What to produce: Lines in which "first" appears should be pulled from the data below.

Information given:

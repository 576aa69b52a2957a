//! Cache keys and reload extraction
//!
//! Keys are the canonical text of `[[positional...], [[name, value]...]]`.
//! Keywords come out of a `BTreeMap` already sorted by name and object keys
//! are sorted at every depth, so structurally equal calls share one key.

use memo_foundation::{compute_hash, write_canonical, Error, Result};
use serde_json::Value;
use std::collections::BTreeMap;
use std::fmt;

use super::spec::WrappedMethodSpec;
use crate::object::{Arg, Args, ArityKind, Signature};

/// Identity of one argument tuple of a variadic method
#[derive(Debug, Clone, PartialEq, Eq, Hash, PartialOrd, Ord)]
pub struct CacheKey(String);

impl CacheKey {
    pub fn new(positional: &[Value], keywords: &BTreeMap<String, Value>) -> Self {
        let mut out = String::from("[[");
        for (i, value) in positional.iter().enumerate() {
            if i > 0 {
                out.push(',');
            }
            write_canonical(value, &mut out);
        }
        out.push_str("],[");
        for (i, (name, value)) in keywords.iter().enumerate() {
            if i > 0 {
                out.push(',');
            }
            out.push('[');
            write_canonical(&Value::String(name.clone()), &mut out);
            out.push(',');
            write_canonical(value, &mut out);
            out.push(']');
        }
        out.push_str("]]");
        Self(out)
    }

    pub fn as_str(&self) -> &str {
        &self.0
    }

    /// Short hash of the key, for log fields
    pub fn fingerprint(&self) -> u64 {
        compute_hash(&self.0)
    }
}

impl fmt::Display for CacheKey {
    fn fmt(&self, f: &mut fmt::Formatter<'_>) -> fmt::Result {
        f.write_str(&self.0)
    }
}

/// A call ready for cache lookup
#[derive(Debug)]
pub struct PreparedCall {
    pub reload: bool,
    /// `None` for niladic methods
    pub key: Option<CacheKey>,
    /// Arguments to hand to the original, reload marker removed
    pub args: Args,
}

/// Splits a memoized call into reload flag, cache key and residual arguments
///
/// Counts come from the signature of the original method, never the wrapper.
pub struct KeyBuilder<'a> {
    spec: &'a WrappedMethodSpec,
    signature: &'a Signature,
    reload_on_true: bool,
}

impl<'a> KeyBuilder<'a> {
    pub fn new(spec: &'a WrappedMethodSpec, signature: &'a Signature) -> Self {
        Self {
            spec,
            signature,
            reload_on_true: true,
        }
    }

    /// Whether a trailing `true` counts as a reload marker
    pub fn reload_on_true(mut self, enabled: bool) -> Self {
        self.reload_on_true = enabled;
        self
    }

    /// Pop a trailing reload marker off `args`, if it is one
    pub fn extract_reload(&self, args: &mut Args) -> Result<bool> {
        match self.spec.arity_kind() {
            ArityKind::Niladic => self.extract_niladic(args),
            ArityKind::Variadic => Ok(self.extract_variadic(args)),
        }
    }

    fn extract_niladic(&self, args: &mut Args) -> Result<bool> {
        if !args.keywords().is_empty() || args.len() > 1 {
            return Err(Error::arity(
                self.spec.method_name(),
                "0..1",
                args.len().to_string(),
            ));
        }
        Ok(args
            .positional_mut()
            .pop()
            .is_some_and(|flag| flag.is_truthy()))
    }

    fn extract_variadic(&self, args: &mut Args) -> bool {
        let count = args.len();
        let Some(last) = args.positional().last() else {
            return false;
        };

        let recognized = match self.signature.max_positional() {
            Some(max) => count == max + 1 && last.is_reload_marker(self.reload_on_true),
            None => matches!(last, Arg::Reload),
        };
        if recognized {
            args.positional_mut().pop();
        }
        recognized
    }

    /// Full preparation: block check, reload extraction, key
    pub fn prepare(&self, mut args: Args) -> Result<PreparedCall> {
        if args.has_block() {
            return Err(Error::BlockNotSupported {
                method: self.spec.method_name().to_string(),
                declared_at: self.spec.declaration_site().map(String::from),
            });
        }

        let reload = self.extract_reload(&mut args)?;
        let key = match self.spec.arity_kind() {
            ArityKind::Niladic => None,
            ArityKind::Variadic => {
                let (values, keywords, _) = args.clone().into_parts()?;
                Some(CacheKey::new(&values, &keywords))
            }
        };

        Ok(PreparedCall { reload, key, args })
    }
}
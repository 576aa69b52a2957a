//! Instances: receivers of method calls
//!
//! Each instance carries typed state, an immutability flag and its own cache
//! store. Cache slots are never shared between instances.

use memo_foundation::{Error, Result};
use parking_lot::{Mutex, MutexGuard, RwLock};
use serde_json::Value;
use std::any::{type_name, Any};
use std::fmt;
use std::sync::atomic::{AtomicBool, Ordering};
use std::sync::Arc;
use tracing::debug;
use uuid::Uuid;

use super::args::Args;
use super::scope::{Scope, ScopeKind};
use super::signature::Visibility;
use crate::memo::{lifecycle, CacheSlot, CacheStore, MemoStats};

/// Instance identifier
#[derive(Debug, Clone, Copy, PartialEq, Eq, Hash)]
pub struct InstanceId(Uuid);

impl InstanceId {
    pub fn new() -> Self {
        Self(Uuid::new_v4())
    }
}

impl Default for InstanceId {
    fn default() -> Self {
        Self::new()
    }
}

impl fmt::Display for InstanceId {
    fn fmt(&self, f: &mut fmt::Formatter<'_>) -> fmt::Result {
        write!(f, "{}", self.0)
    }
}

/// An object: class, state, frozen flag and memoized values
pub struct Instance {
    id: InstanceId,
    class: RwLock<Arc<Scope>>,
    state: Box<dyn Any + Send + Sync>,
    frozen: AtomicBool,
    memo: Mutex<CacheStore>,
}

impl Instance {
    pub(crate) fn new(class: Arc<Scope>, state: Box<dyn Any + Send + Sync>) -> Self {
        Self {
            id: InstanceId::new(),
            class: RwLock::new(class),
            state,
            frozen: AtomicBool::new(false),
            memo: Mutex::new(CacheStore::new()),
        }
    }

    pub fn id(&self) -> InstanceId {
        self.id
    }

    /// Current class, the singleton class once one exists
    pub fn class(&self) -> Arc<Scope> {
        self.class.read().clone()
    }

    pub fn state<T: 'static>(&self) -> Result<&T> {
        self.state
            .downcast_ref::<T>()
            .ok_or(Error::StateType(type_name::<T>()))
    }

    // ========================================================================
    // Dispatch
    // ========================================================================

    /// Public call: private and protected methods are refused
    pub fn call(&self, name: &str, args: Args) -> Result<Value> {
        self.dispatch(name, args, false)
    }

    /// Call ignoring visibility
    pub fn send(&self, name: &str, args: Args) -> Result<Value> {
        self.dispatch(name, args, true)
    }

    fn dispatch(&self, name: &str, args: Args, ignore_visibility: bool) -> Result<Value> {
        let class = self.class();
        let (owner, method) = class
            .find_method(name)
            .ok_or_else(|| Error::NoSuchMethod {
                scope: class.name().to_string(),
                method: name.to_string(),
            })?;

        if !ignore_visibility && method.visibility() != Visibility::Public {
            return Err(Error::Visibility {
                method: name.to_string(),
                visibility: method.visibility().to_string(),
            });
        }

        method.invoke(self, &owner, args)
    }

    /// Whether a public call of `name` would find a method
    pub fn responds_to(&self, name: &str) -> bool {
        self.class()
            .find_method(name)
            .is_some_and(|(_, m)| m.visibility() == Visibility::Public)
    }

    // ========================================================================
    // Singleton class
    // ========================================================================

    /// This object's own class, created on first use
    ///
    /// Methods defined or memoized here affect this object only.
    pub fn singleton_class(&self) -> Arc<Scope> {
        let mut class = self.class.write();
        if class.kind() != ScopeKind::Singleton {
            let singleton = Scope::singleton(class.name(), Some(class.clone()));
            *class = singleton;
        }
        class.clone()
    }

    /// Mix a module into this object only
    pub fn extend(&self, module: &Arc<Scope>) -> Result<()> {
        self.singleton_class().include(module)?;
        Ok(())
    }

    // ========================================================================
    // Freeze
    // ========================================================================

    pub fn is_frozen(&self) -> bool {
        self.frozen.load(Ordering::SeqCst)
    }

    /// Make the instance immutable
    ///
    /// Freeze hooks (cache priming among them) run first, while writes are
    /// still allowed. A failing hook leaves the instance unfrozen.
    pub fn freeze(&self) -> Result<()> {
        if self.is_frozen() {
            return Ok(());
        }

        let class = self.class();
        for hook in class.freeze_hooks() {
            hook.run(self)?;
        }

        self.memo.lock().freeze();
        self.frozen.store(true, Ordering::SeqCst);
        debug!(instance = %self.id, class = %class.name(), "instance frozen");
        Ok(())
    }

    // ========================================================================
    // Memoization
    // ========================================================================

    pub(crate) fn memo(&self) -> MutexGuard<'_, CacheStore> {
        self.memo.lock()
    }

    /// Populate every memoized method
    pub fn memoize_all(&self) -> Result<usize> {
        lifecycle::memoize_all(self)
    }

    /// Clear every memoized value
    pub fn unmemoize_all(&self) -> Result<usize> {
        lifecycle::unmemoize_all(self)
    }

    pub fn prime_cache(&self, names: &[&str]) -> Result<usize> {
        lifecycle::prime_cache(self, names)
    }

    pub fn flush_cache(&self, names: &[&str]) -> Result<usize> {
        lifecycle::flush_cache(self, names)
    }

    /// Content of the slot backing `name` under `identifier`, if any
    pub fn cached(&self, name: &str, identifier: Option<&str>) -> Option<CacheSlot> {
        let spec = self
            .class()
            .all_memoized_specs()
            .into_iter()
            .find(|s| s.matches(name, identifier))?;
        self.memo.lock().peek(&spec).cloned()
    }

    pub fn memo_stats(&self) -> MemoStats {
        self.memo.lock().stats()
    }
}

impl fmt::Debug for Instance {
    fn fmt(&self, f: &mut fmt::Formatter<'_>) -> fmt::Result {
        f.debug_struct("Instance")
            .field("id", &self.id)
            .field("class", &self.class().name())
            .field("frozen", &self.is_frozen())
            .finish()
    }
}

Response to this exercise:
    /// This object's own class, created on first use
    /// Freeze hooks (cache priming among them) run first, while writes are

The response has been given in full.